François Hardy: A l’âge de dix-huit ans, sur les conseils de mon médecin, je suis allée voir un astrologue, André Barbault. Je n’y connaissais rien et m’attendais à me faire prédire mon avenir. Lorsque j’ai entendu ce monsieur, que je rencontrais pour la première fois, me parler de mes problèmes personnels, me dire des choses intimes à partir de mon thème, je me suis dit qu’il y avait là quelque chose d’étonnant. Cela fut le point de départ. Plus tard, lorsque j’ai cessé de faire de la scène, j’ai profité de mes loisirs pour suivre des cours d’astrologie. De fil en aiguille, j’ai rencontré Jean-Pierre Nicolas qui m’a proposé de collaborer à une revue qu’il fondait. Par la suite, nous avons animé ensemble une émission astrologique sur RMC. Cette collaboration m’a conduit à étudier son approche de l’astrologie, très différente de celles qui ont cours par ailleurs.

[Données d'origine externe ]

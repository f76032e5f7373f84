//! Reference locality registry.
//!
//! Defines the monitored Cameroonian localities with their coordinates,
//! altitude, administrative region and agro-ecological zone. Flood type
//! and aggravating factors are not stored; they are inferred from region
//! and zone when a [`Locality`] is built, the same way catalogs missing
//! those columns are completed.

use crate::model::{FloodType, GroupBy, Locality, RiskLevel};
use serde::Serialize;
use std::collections::BTreeMap;

pub const COUNTRY: &str = "Cameroun";

// ---------------------------------------------------------------------------
// Registry
// ---------------------------------------------------------------------------

/// Static metadata for one registry locality.
pub struct LocalityEntry {
    pub name: &'static str,
    /// WGS84 latitude.
    pub latitude: f64,
    /// WGS84 longitude.
    pub longitude: f64,
    /// Meters above sea level.
    pub altitude: f64,
    pub region: &'static str,
    pub zone: &'static str,
}

impl LocalityEntry {
    pub fn to_locality(&self) -> Locality {
        Locality {
            name: self.name.to_string(),
            latitude: self.latitude,
            longitude: self.longitude,
            altitude: self.altitude,
            region: self.region.to_string(),
            zone: self.zone.to_string(),
            country: COUNTRY.to_string(),
            flood_type: infer_flood_type(self.region),
            aggravating_factors: infer_aggravating_factors(self.zone, self.region),
        }
    }
}

/// Monitored localities, north to south.
pub static LOCALITY_REGISTRY: &[LocalityEntry] = &[
    LocalityEntry {
        name: "Maroua",
        latitude: 10.5957,
        longitude: 14.3247,
        altitude: 420.0,
        region: "Extrême-Nord",
        zone: "Soudano-Sahélienne",
    },
    LocalityEntry {
        name: "Garoua",
        latitude: 9.3014,
        longitude: 13.3925,
        altitude: 230.0,
        region: "Nord",
        zone: "Soudano-Sahélienne",
    },
    LocalityEntry {
        name: "Ngaoundéré",
        latitude: 7.3167,
        longitude: 13.5833,
        altitude: 1100.0,
        region: "Adamaoua",
        zone: "Soudano-Sahélienne",
    },
    LocalityEntry {
        name: "Bafoussam",
        latitude: 5.4667,
        longitude: 10.4167,
        altitude: 1520.0,
        region: "Ouest",
        zone: "Hautes Terres",
    },
    LocalityEntry {
        name: "Buea",
        latitude: 4.1667,
        longitude: 9.2333,
        altitude: 870.0,
        region: "Sud-Ouest",
        zone: "Côtière",
    },
    LocalityEntry {
        name: "Limbé",
        latitude: 4.0186,
        longitude: 9.1964,
        altitude: 12.0,
        region: "Sud-Ouest",
        zone: "Côtière",
    },
    LocalityEntry {
        name: "Douala",
        latitude: 4.0511,
        longitude: 9.7679,
        altitude: 13.0,
        region: "Littoral",
        zone: "Côtière",
    },
    LocalityEntry {
        name: "Yaoundé",
        latitude: 3.8667,
        longitude: 11.5167,
        altitude: 726.0,
        region: "Centre",
        zone: "Hautes Terres",
    },
    LocalityEntry {
        name: "Ebolowa",
        latitude: 2.9167,
        longitude: 11.15,
        altitude: 580.0,
        region: "Sud",
        zone: "Hautes Terres",
    },
    LocalityEntry {
        name: "Kribi",
        latitude: 2.9394,
        longitude: 9.91,
        altitude: 10.0,
        region: "Sud",
        zone: "Côtière",
    },
];

/// Every registry locality, fully populated.
pub fn all_localities() -> Vec<Locality> {
    LOCALITY_REGISTRY.iter().map(LocalityEntry::to_locality).collect()
}

/// Case-insensitive lookup by name. Returns `None` if not found.
pub fn find_locality(name: &str) -> Option<Locality> {
    let wanted = name.trim().to_lowercase();
    LOCALITY_REGISTRY
        .iter()
        .find(|e| e.name.to_lowercase() == wanted)
        .map(LocalityEntry::to_locality)
}

/// Partitions localities by region or zone, keys in sorted order.
pub fn group_localities(localities: &[Locality], group_by: GroupBy) -> BTreeMap<String, Vec<Locality>> {
    let mut groups: BTreeMap<String, Vec<Locality>> = BTreeMap::new();
    for locality in localities {
        groups
            .entry(group_by.key(locality).to_string())
            .or_default()
            .push(locality.clone());
    }
    groups
}

// ---------------------------------------------------------------------------
// Inference
// ---------------------------------------------------------------------------

/// Predominant flood mechanism for an administrative region.
pub fn infer_flood_type(region: &str) -> FloodType {
    let region = region.to_lowercase();
    let any = |keys: &[&str]| keys.iter().any(|k| region.contains(k));

    if any(&["douala", "limbé", "kribi", "littoral"]) {
        FloodType::Coastal
    } else if any(&["extrême-nord", "nord", "adamaoua"]) {
        FloodType::Fluvial
    } else if any(&["ouest", "sud-ouest", "montagne"]) {
        FloodType::Pluvial
    } else {
        FloodType::Mixed
    }
}

/// Comma-separated aggravating factors implied by zone and region.
pub fn infer_aggravating_factors(zone: &str, region: &str) -> String {
    let zone = zone.to_lowercase();
    let region = region.to_lowercase();
    let mut factors = Vec::new();

    if zone.contains("urbain") {
        factors.push("Urbanisation non maîtrisée");
        factors.push("Systèmes de drainage insuffisants");
    }
    if region.contains("extrême-nord") || region.contains("nord") {
        factors.push("Défrichement des bassins versants");
    }
    if region.contains("littoral") {
        factors.push("Gestion inadéquate des déchets solides");
    }

    if factors.is_empty() {
        "Facteurs naturels prédominants".to_string()
    } else {
        factors.join(", ")
    }
}

// ---------------------------------------------------------------------------
// Zone climate profiles
// ---------------------------------------------------------------------------

/// Typical climate of an agro-ecological zone.
#[derive(Debug, Clone, Copy, PartialEq, Serialize)]
pub struct ZoneProfile {
    /// Mean annual precipitation, mm.
    pub precip_avg_mm: f64,
    pub temp_avg_c: f64,
    pub dry_season: &'static str,
    pub typical_risk: RiskLevel,
}

pub fn zone_profile(zone: &str) -> Option<ZoneProfile> {
    match zone {
        "Soudano-Sahélienne" => Some(ZoneProfile {
            precip_avg_mm: 600.0,
            temp_avg_c: 28.0,
            dry_season: "Octobre-Mai",
            typical_risk: RiskLevel::High,
        }),
        "Hautes Terres" => Some(ZoneProfile {
            precip_avg_mm: 1500.0,
            temp_avg_c: 22.0,
            dry_season: "Novembre-Mars",
            typical_risk: RiskLevel::Moderate,
        }),
        "Côtière" => Some(ZoneProfile {
            precip_avg_mm: 3000.0,
            temp_avg_c: 26.0,
            dry_season: "Décembre-Février",
            typical_risk: RiskLevel::Low,
        }),
        _ => None,
    }
}

// ---------------------------------------------------------------------------
// Tests
// ---------------------------------------------------------------------------

#[cfg(test)]
mod tests {
    use super::*;

    #[test]
    fn test_no_duplicate_names() {
        let mut seen = std::collections::HashSet::new();
        for entry in LOCALITY_REGISTRY {
            assert!(
                seen.insert(entry.name),
                "duplicate locality '{}' found in LOCALITY_REGISTRY",
                entry.name
            );
        }
    }

    #[test]
    fn test_coordinates_lie_within_cameroon() {
        for entry in LOCALITY_REGISTRY {
            assert!(
                (1.5..=13.1).contains(&entry.latitude) && (8.4..=16.2).contains(&entry.longitude),
                "'{}' at ({}, {}) is outside Cameroon",
                entry.name,
                entry.latitude,
                entry.longitude
            );
            assert!(entry.altitude >= 0.0, "'{}' has negative altitude", entry.name);
        }
    }

    #[test]
    fn test_every_zone_has_a_profile() {
        for entry in LOCALITY_REGISTRY {
            assert!(
                zone_profile(entry.zone).is_some(),
                "zone '{}' of '{}' has no climate profile",
                entry.zone,
                entry.name
            );
        }
        assert!(zone_profile("Toundra").is_none());
    }

    #[test]
    fn test_find_locality_is_case_insensitive() {
        let douala = find_locality("douala").expect("Douala should be in registry");
        assert_eq!(douala.name, "Douala");
        assert_eq!(douala.flood_type, FloodType::Coastal);
        assert_eq!(douala.country, COUNTRY);
        assert!(find_locality("Atlantis").is_none());
    }

    #[test]
    fn test_flood_type_inference() {
        assert_eq!(infer_flood_type("Littoral"), FloodType::Coastal);
        assert_eq!(infer_flood_type("Extrême-Nord"), FloodType::Fluvial);
        assert_eq!(infer_flood_type("Adamaoua"), FloodType::Fluvial);
        assert_eq!(infer_flood_type("Sud-Ouest"), FloodType::Pluvial);
        assert_eq!(infer_flood_type("Ouest"), FloodType::Pluvial);
        assert_eq!(infer_flood_type("Centre"), FloodType::Mixed);
    }

    #[test]
    fn test_aggravating_factor_inference() {
        assert_eq!(
            infer_aggravating_factors("Urbaine Côtière", "Littoral"),
            "Urbanisation non maîtrisée, Systèmes de drainage insuffisants, Gestion inadéquate des déchets solides"
        );
        assert_eq!(
            infer_aggravating_factors("Soudano-Sahélienne", "Nord"),
            "Défrichement des bassins versants"
        );
        assert_eq!(infer_aggravating_factors("Hautes Terres", "Centre"), "Facteurs naturels prédominants");
    }

    #[test]
    fn test_group_by_region_and_zone() {
        let localities = all_localities();

        let by_zone = group_localities(&localities, GroupBy::Zone);
        assert_eq!(
            by_zone.keys().map(String::as_str).collect::<Vec<_>>(),
            vec!["Côtière", "Hautes Terres", "Soudano-Sahélienne"]
        );
        assert_eq!(by_zone["Côtière"].len(), 4);

        let by_region = group_localities(&localities, GroupBy::Region);
        assert_eq!(by_region["Sud"].len(), 2);
        assert_eq!(by_region.values().map(Vec::len).sum::<usize>(), LOCALITY_REGISTRY.len());
    }
}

Gilles Farcet : Vous considérez-vous aujourd’hui comme astrologue ?
Françoise Hardy : Oui, tout de même…
Gilles Farcet : Que cherchez-vous à travers l’astrologie?

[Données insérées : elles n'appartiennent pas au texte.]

impl Default for PeriodConfig {
    fn default() -> Self {
        Self {
            dry_threshold_mm: 0.1,
            min_dry_days: 3,
            extreme_above: 10.0,
            severe_above: 5.0,
            moderate_above: 2.0,
        }
    }
}

/// Drought RiskScorer thresholds. Point values per band are fixed.
#[derive(Debug, Clone, PartialEq, Deserialize)]
#[serde(default)]
pub struct DroughtScoringConfig {
    pub spi_extreme: f64,
    pub spi_severe: f64,
    pub spi_moderate: f64,
    pub spi_mild: f64,
    pub deficit_extreme_pct: f64,
    pub deficit_severe_pct: f64,
    pub deficit_moderate_pct: f64,
    pub dry_days_long: usize,
    pub dry_days_prolonged: usize,
    pub heat_stress_high_pct: f64,
    pub soil_critical_pct: f64,
    pub soil_low_pct: f64,
    #[serde(deserialize_with = "drought_levels")]
    pub levels: LevelCutoffs,
}

impl Default for DroughtScoringConfig {
    fn default() -> Self {
        Self {
            spi_extreme: -2.0,
            spi_severe: -1.5,
            spi_moderate: -1.0,
            spi_mild: -0.5,
            deficit_extreme_pct: 60.0,
            deficit_severe_pct: 40.0,
            deficit_moderate_pct: 20.0,
            dry_days_long: 20,
            dry_days_prolonged: 10,
            heat_stress_high_pct: 50.0,
            soil_critical_pct: 20.0,
            soil_low_pct: 30.0,
            levels: LevelCutoffs::DROUGHT,
        }
    }
}

/// FloodRiskScorer thresholds.
#[derive(Debug, Clone, PartialEq, Deserialize)]
#[serde(default)]
pub struct FloodConfig {
    /// Hourly intensity threshold (mm/h).
    pub intensity_hourly_mm: f64,
    /// Daily accumulation threshold (mm/day).
    pub cumul_daily_mm: f64,
    /// Soil moisture considered saturated (%).
    pub soil_saturation_pct: f64,
    /// Number of leading hourly records scored.
    pub window_hours: usize,
}

impl Default for FloodConfig {
    fn default() -> Self {
        Self {
            intensity_hourly_mm: 50.0,
            cumul_daily_mm: 200.0,
            soil_saturation_pct: 85.0,
            window_hours: 24,
        }
    }
}

/// ForecastProjector parameters.
#[derive(Debug, Clone, PartialEq, Deserialize)]
#[serde(default)]
pub struct ForecastConfig {
    pub confidence_10_days: f64,
    pub confidence_30_days: f64,
    pub confidence_90_days: f64,
    pub confidence_multi_year: f64,
    /// Forecast days below this precipitation (mm) are dry.
    pub dry_day_threshold_mm: f64,
    /// Daily ET0 assumed when a dataset carries no ET0 channel.
    pub reference_et0_mm: f64,
    pub trajectory_step_days: i64,
    #[serde(deserialize_with = "forecast_levels")]
    pub levels: LevelCutoffs,
}

impl Default for ForecastConfig {
    fn default() -> Self {
        Self {
            confidence_10_days: 0.8,
            confidence_30_days: 0.7,
            confidence_90_days: 0.6,
            confidence_multi_year: 0.5,
            dry_day_threshold_mm: 1.0,
            reference_et0_mm: 3.0,
            trajectory_step_days: 7,
            levels: LevelCutoffs::FORECAST,
        }
    }
}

Françoise Hardy : Au départ, je voulais comprendre un peu plus à qui j’avais à faire, lorsque je rencontrais quelqu’un. C’était un moyen de connaître les autres et aussi, bien sûr, de me connaître moi-même. Avec le temps, je me suis aperçue que les informations astrologiques étaient très limitées : elles n’indiquent en effet que des prédispositions, sans dire ce que le sujet va en faire. Chaque être humain est conditionné par beaucoup d’autres choses que son ciel de naissance. Prenant conscience de ces limites, j’ai eu envie de compléter l’astrologie par autre chose. J’avais songé à la morphopsychologie, puis un heureux concours de circonstances m’a fait rencontrer Christian Dulcy qui m’a convaincu de m’initier à la graphologie. Je continue aujourd’hui de suivre des cours dans cette dernière discipline, qui me paraît être une science extrêmement complexe. Il est, à mon avis, plus difficile d’analyser une écriture que d’analyser un ciel de naissance dans lequel il n’y a guère que les douze signes, les neuf planètes et le soleil. Les combinaisons varient, bien entendu, mais on retrouve toujours un peu les mêmes configurations. Les informations dispensées par le thème restent beaucoup moins précises que celles données par l’analyse graphologique dans laquelle entrent en jeu davantage de paramètres. En contrepartie, le thème est plus facile à manier. La graphologie exige, me semble-t-il, beaucoup plus de compétences, de dons, ou d’années de travail que l’astrologie. Ce qui n’enlève rien à l’intérêt de cette dernière.
Gilles Farcet : L’astrologie est aujourd’hui un business et un milieu dans lequel abondent les querelles d’école, les disputes de chapelle…
Françoise Hardy : Il en a toujours été ainsi. Ces querelles ne m’intéressent guère, mais il est vrai que je suis parfois un peu gênée que l’on connaisse mon intérêt pour l’astrologie dans la mesure où celle-ci n’a pas toujours bonne presse. Nombre de gens se sont, de l’extérieur, fait de cette discipline une idée souvent peu flatteuse. Cela tient sans doute au fait que l’astrologie la plus répandue est assez stupide. Et là, on est bien obligé de se situer, de se réclamer d’une école plutôt que d’une autre, quitte à devoir se montrer très critique à l’égard de certaines approches. Pour ma part, je me rattache donc à l'astrologie dite conditionaliste et suis assez agacée, par exemple, lorsque j’entends des astrologues affiliés à d’autres écoles parler de la lune noire.
Gilles Farcet : Pourquoi?
Françoise Hardy : Parce que la lune noire n’a aucune existence physique ! Jean-Pierre Nicolas promulgue une astrologie sérieuse, fondée sur les réalités astrophysiques du système solaire, cependant que d’autres mettent sur le même plan des planètes qui ont une existence physique et des points fictifs tels que la lune noire. Comment peut-on accorder la même importance, attribuer les mêmes effets à un point fictif et à une planète ? Cela m’apparaît comme une aberration, qui contribue à donner de l’astrologie une image fumeuse, tout à fait fantaisiste. Certaines écoles portent ainsi un tort considérable à l’astrologie car elles mélangent tout et n’ont pas encore saisi la réalité physique des signes du zodiaque.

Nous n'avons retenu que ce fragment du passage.